#### Input data:
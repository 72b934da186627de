use std::io;
use std::time::Duration;

use log::info;

use dipc::{protocol, CommandSet, ServerBuilder, ServerConfig};

const REPLY_TIMEOUT: Duration = Duration::from_secs(5);

fn main() {
    env_logger::Builder::from_env(env_logger::Env::default().default_filter_or("debug")).init();

    let config = ServerConfig::from_env();
    let mut server = ServerBuilder::new(config)
        .handler(CommandSet::Dump, |message, stream| {
            info!(
                "Dump request, command {:#04x}, {} payload bytes",
                message.header.command,
                message.payload.len()
            );
            protocol::write_message(stream, &protocol::ok_message(), Some(REPLY_TIMEOUT))
        })
        .handler(CommandSet::EventPipe, |message, stream| {
            info!("Event pipe request, command {:#04x}", message.header.command);
            protocol::write_message(stream, &protocol::ok_message(), Some(REPLY_TIMEOUT))
        })
        .spawn()
        .expect("Failed to start diagnostics server");

    match server.rendezvous_path() {
        Some(path) => info!("Diagnostics available at {}", path.display()),
        None => info!("Diagnostics disabled via DIPC_ENABLE"),
    }

    info!("Press enter to stop");
    let mut line = String::new();
    let _ = io::stdin().read_line(&mut line);

    server.shutdown();
    info!("Server stopped");
}
//! Endpoint and server configuration.

use std::env;
use std::path::PathBuf;
use std::process;

/// Default number of concurrently armed listener slots.
pub const DEFAULT_LISTEN_SLOTS: usize = 2;

/// Default rendezvous name prefix.
pub const DEFAULT_NAME_PREFIX: &str = "dipc";

/// Environment variable toggling the diagnostics server (unset or `1` = on).
pub const ENV_ENABLE: &str = "DIPC_ENABLE";

/// Environment variable overriding the server rendezvous path.
pub const ENV_TRANSPORT_PATH: &str = "DIPC_TRANSPORT_PATH";

/// Environment variable holding an address the server dials at startup.
pub const ENV_CONNECT_ADDRESS: &str = "DIPC_CONNECT_ADDRESS";

/// Environment variable tuning the listener slot count.
pub const ENV_LISTEN_SLOTS: &str = "DIPC_LISTEN_SLOTS";

/// Configuration for a single transport endpoint.
#[derive(Debug, Clone)]
pub struct IpcConfig {
    /// Number of slots a listening endpoint keeps armed (minimum 1).
    ///
    /// With a single slot there is a window between accepting one
    /// connection and re-arming during which a second tool finds nobody
    /// listening; two or more slots close that window.
    pub listen_slots: usize,

    /// Prefix used when deriving the default rendezvous path.
    pub name_prefix: String,

    /// Explicit rendezvous path; overrides the derived default.
    pub transport_path: Option<PathBuf>,
}

impl IpcConfig {
    /// Creates a configuration with the defaults.
    pub fn new() -> Self {
        Self {
            listen_slots: DEFAULT_LISTEN_SLOTS,
            name_prefix: DEFAULT_NAME_PREFIX.to_string(),
            transport_path: None,
        }
    }

    /// Sets the listener slot count. Values below 1 are clamped to 1.
    pub fn with_listen_slots(mut self, slots: usize) -> Self {
        self.listen_slots = slots.max(1);
        self
    }

    /// Sets the prefix used for the derived rendezvous path.
    pub fn with_name_prefix(mut self, prefix: impl Into<String>) -> Self {
        self.name_prefix = prefix.into();
        self
    }

    /// Sets an explicit rendezvous path.
    pub fn with_transport_path(mut self, path: impl Into<PathBuf>) -> Self {
        self.transport_path = Some(path.into());
        self
    }

    /// Reads `DIPC_TRANSPORT_PATH` and `DIPC_LISTEN_SLOTS` on top of the
    /// defaults.
    pub fn from_env() -> Self {
        let mut config = Self::new();
        if let Ok(path) = env::var(ENV_TRANSPORT_PATH) {
            if !path.is_empty() {
                config.transport_path = Some(PathBuf::from(path));
            }
        }
        if let Ok(slots) = env::var(ENV_LISTEN_SLOTS) {
            if let Ok(n) = slots.parse::<usize>() {
                config.listen_slots = n.max(1);
            }
        }
        config
    }

    /// Resolves the rendezvous path.
    ///
    /// The explicit path wins when set; otherwise the path is derived as
    /// `<tmpdir>/<prefix>-diagnostic-<pid>.socket` so a tool only needs the
    /// target process id to find the rendezvous.
    pub fn resolve_path(&self) -> PathBuf {
        match &self.transport_path {
            Some(path) => path.clone(),
            None => env::temp_dir().join(format!(
                "{}-diagnostic-{}.socket",
                self.name_prefix,
                process::id()
            )),
        }
    }
}

impl Default for IpcConfig {
    fn default() -> Self {
        Self::new()
    }
}

/// Configuration for the diagnostics server loop.
#[derive(Debug, Clone)]
pub struct ServerConfig {
    /// Transport settings for the server's own rendezvous point.
    pub ipc: IpcConfig,

    /// Master toggle; when false the server starts nothing at all.
    pub enabled: bool,

    /// Optional address the server dials at startup, for tools that cannot
    /// reach this process's rendezvous point themselves.
    pub connect_address: Option<PathBuf>,
}

impl ServerConfig {
    /// Creates a configuration with the defaults (enabled, no dial-out).
    pub fn new() -> Self {
        Self {
            ipc: IpcConfig::new(),
            enabled: true,
            connect_address: None,
        }
    }

    /// Replaces the transport settings.
    pub fn with_ipc(mut self, ipc: IpcConfig) -> Self {
        self.ipc = ipc;
        self
    }

    /// Enables or disables the server entirely.
    pub fn with_enabled(mut self, enabled: bool) -> Self {
        self.enabled = enabled;
        self
    }

    /// Sets the address dialed at startup.
    pub fn with_connect_address(mut self, address: impl Into<PathBuf>) -> Self {
        self.connect_address = Some(address.into());
        self
    }

    /// Reads `DIPC_ENABLE` and `DIPC_CONNECT_ADDRESS` on top of
    /// [`IpcConfig::from_env`].
    pub fn from_env() -> Self {
        let enabled = env::var(ENV_ENABLE).map(|v| v != "0").unwrap_or(true);
        let connect_address = env::var(ENV_CONNECT_ADDRESS)
            .ok()
            .filter(|v| !v.is_empty())
            .map(PathBuf::from);
        Self {
            ipc: IpcConfig::from_env(),
            enabled,
            connect_address,
        }
    }
}

impl Default for ServerConfig {
    fn default() -> Self {
        Self::new()
    }
}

#### How to complete this task:
When a line among the entries contains "used", pull that line out.

#### Response:
    /// Prefix used when deriving the default rendezvous path.
    /// Sets the prefix used for the derived rendezvous path.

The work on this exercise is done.